Citation: https://doi.org/10.5194/gmd-2022-64-AC2
-
AC1: 'Reply on RC1', Timothy Hodson, 12 Apr 2022
-
RC2: 'Comment on gmd-2022-64', Anonymous Referee #2, 21 Apr 2022
Title: Root mean square error (RMSE) or mean absolute error (MAE): when to use them or not
Author(s): Timothy O. Hodson
MS No.: gmd-2022-64
MS type: Review and perspective paper
This is a generally interesting and nicely written paper. Nice to see a presentation that looks to the source material; these days, too many people cite their own, their friends, and derivative work. Would be nice to see more authors placing their work in a more correct perspective.
I think it is useful to thoroughly explain reasoning as is done through much of the paper; there are places where more explanation could be provided. Some have been indicated in the detailed comments provided below.

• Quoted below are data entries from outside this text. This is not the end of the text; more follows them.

pub(crate) mod str_utils;
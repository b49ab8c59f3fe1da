use serde::{Deserialize, Serialize};

/// Represents an opaque runtime value passed to a fixture constructor.
///
/// Values deserialize from their plain manifest form: `null`, numbers,
/// strings, booleans, and sequences need no tagging.
///
/// # Examples
///
/// ```rust
/// use trellis::value::Value;
/// let n = Value::Number(3.14);
/// assert_eq!(n.type_name(), "Number");
/// let s = Value::String("hello".to_string());
/// assert_eq!(s.type_name(), "String");
/// let nil = Value::default();
/// assert!(nil.is_nil());
/// ```
#[derive(Debug, Clone, PartialEq, Default, Serialize, Deserialize)]
#[serde(untagged)]
pub enum Value {
    #[default]
    Nil,
    Number(f64),
    String(String),
    Bool(bool),
    List(Vec<Value>),
}

impl Value {
    /// Returns the type name of the value as a string.
    ///
    /// # Examples
    ///
    /// ```rust
    /// use trellis::value::Value;
    /// let v = Value::Bool(true);
    /// assert_eq!(v.type_name(), "Bool");
    /// ```
    pub fn type_name(&self) -> &'static str {
        match self {
            Value::Nil => "Nil",
            Value::Number(_) => "Number",
            Value::String(_) => "String",
            Value::Bool(_) => "Bool",
            Value::List(_) => "List",
        }
    }

    /// Returns true if the value is Nil.
    ///
    /// # Examples
    ///
    /// ```rust
    /// use trellis::value::Value;
    /// assert!(Value::Nil.is_nil());
    /// assert!(!Value::Number(1.0).is_nil());
    /// ```
    pub fn is_nil(&self) -> bool {
        matches!(self, Value::Nil)
    }

    /// Returns the contained number if this is a Number value.
    ///
    /// # Examples
    ///
    /// ```rust
    /// use trellis::value::Value;
    /// let v = Value::Number(2.0);
    /// assert_eq!(v.as_number(), Some(2.0));
    /// let v2 = Value::String("nope".to_string());
    /// assert_eq!(v2.as_number(), None);
    /// ```
    pub fn as_number(&self) -> Option<f64> {
        match self {
            Value::Number(n) => Some(*n),
            _ => None,
        }
    }

    /// Returns the contained string if this is a String value.
    ///
    /// # Examples
    ///
    /// ```rust
    /// use trellis::value::Value;
    /// let v = Value::String("hello".to_string());
    /// assert_eq!(v.as_str(), Some("hello"));
    /// assert_eq!(Value::Nil.as_str(), None);
    /// ```
    pub fn as_str(&self) -> Option<&str> {
        match self {
            Value::String(s) => Some(s),
            _ => None,
        }
    }

    /// Returns the contained bool if this is a Bool value.
    ///
    /// # Examples
    ///
    /// ```rust
    /// use trellis::value::Value;
    /// let v = Value::Bool(false);
    /// assert_eq!(v.as_bool(), Some(false));
    /// let v2 = Value::Nil;
    /// assert_eq!(v2.as_bool(), None);
    /// ```
    pub fn as_bool(&self) -> Option<bool> {
        match self {
            Value::Bool(b) => Some(*b),
            _ => None,
        }
    }
}
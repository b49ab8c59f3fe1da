pub use crate::fixture::{FixtureArg, FixtureDeclaration, TypeSelector};
pub use crate::manifest::{
    discover_manifest_files, load_all, load_manifest, ManifestEntry, ManifestError,
};
pub use crate::properties::{PropertyBag, PropertyStore, DESCRIPTION_KEY};
pub use crate::tree::{find, CaseResult, NamedNode, Outcome, SuiteNode};
pub use crate::value::Value;

pub mod fixture;
pub mod manifest;
pub mod properties;
pub mod tree;
pub mod value;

I question the suggestion that there is a debate between Wilmott’s papers and Chai and Draxler (2014). In my mind, a debate has some back and forth and here we only see a comment by Chai & Draxler, but nothing in response from Willmott. Perhaps an alternate word would be more precise.
While I found the paper interesting, I returned several times considering the question “Who is the audience?” I think that presenting in a broader fashion for a wider audience would widen its appeal. Probably it is just me being ‘old school’ but the use of “we” is sometimes confusing as it is not specific that it is referring to only the author, or the wider community. Similarly, there seems to be unnecessary use of value laden words without sufficient support and discussion [e.g. better, best, simpler, and harder]. Many of these could be avoided and the presentation would benefit from logical explanation and support rather that an implied author opinion.
What is the metric for? How does it need to be applied? How does this affect how my model can be used? Too often, the metrics are simply a checklist and little thought seems to be applied to questioning whether the model is fit for purpose. How does any metric help address “Do you get the right answer for the right reasons?”
Another area that needs mentioning is that models are fit to data; data that often is assumed to be without error.
One area that needs clarification is the application to models. The manuscript never clearly suggests the modelling framework intended; the key issue is often that the observations and model output are time series and the residuals are unlikely to be iid but strongly autocorrelated. This is particularly true since the hydrological examples are for rainfall-runoff modelling. But, the arguments regarding MAE and MSE apply to random sampling as well.
Detailed comments:
Line 15 “L1-norm and L2-norm” would be better to explain that L1-norm is Manhattan distance and L2-norm is Euclidean distance. Could explain more fully here.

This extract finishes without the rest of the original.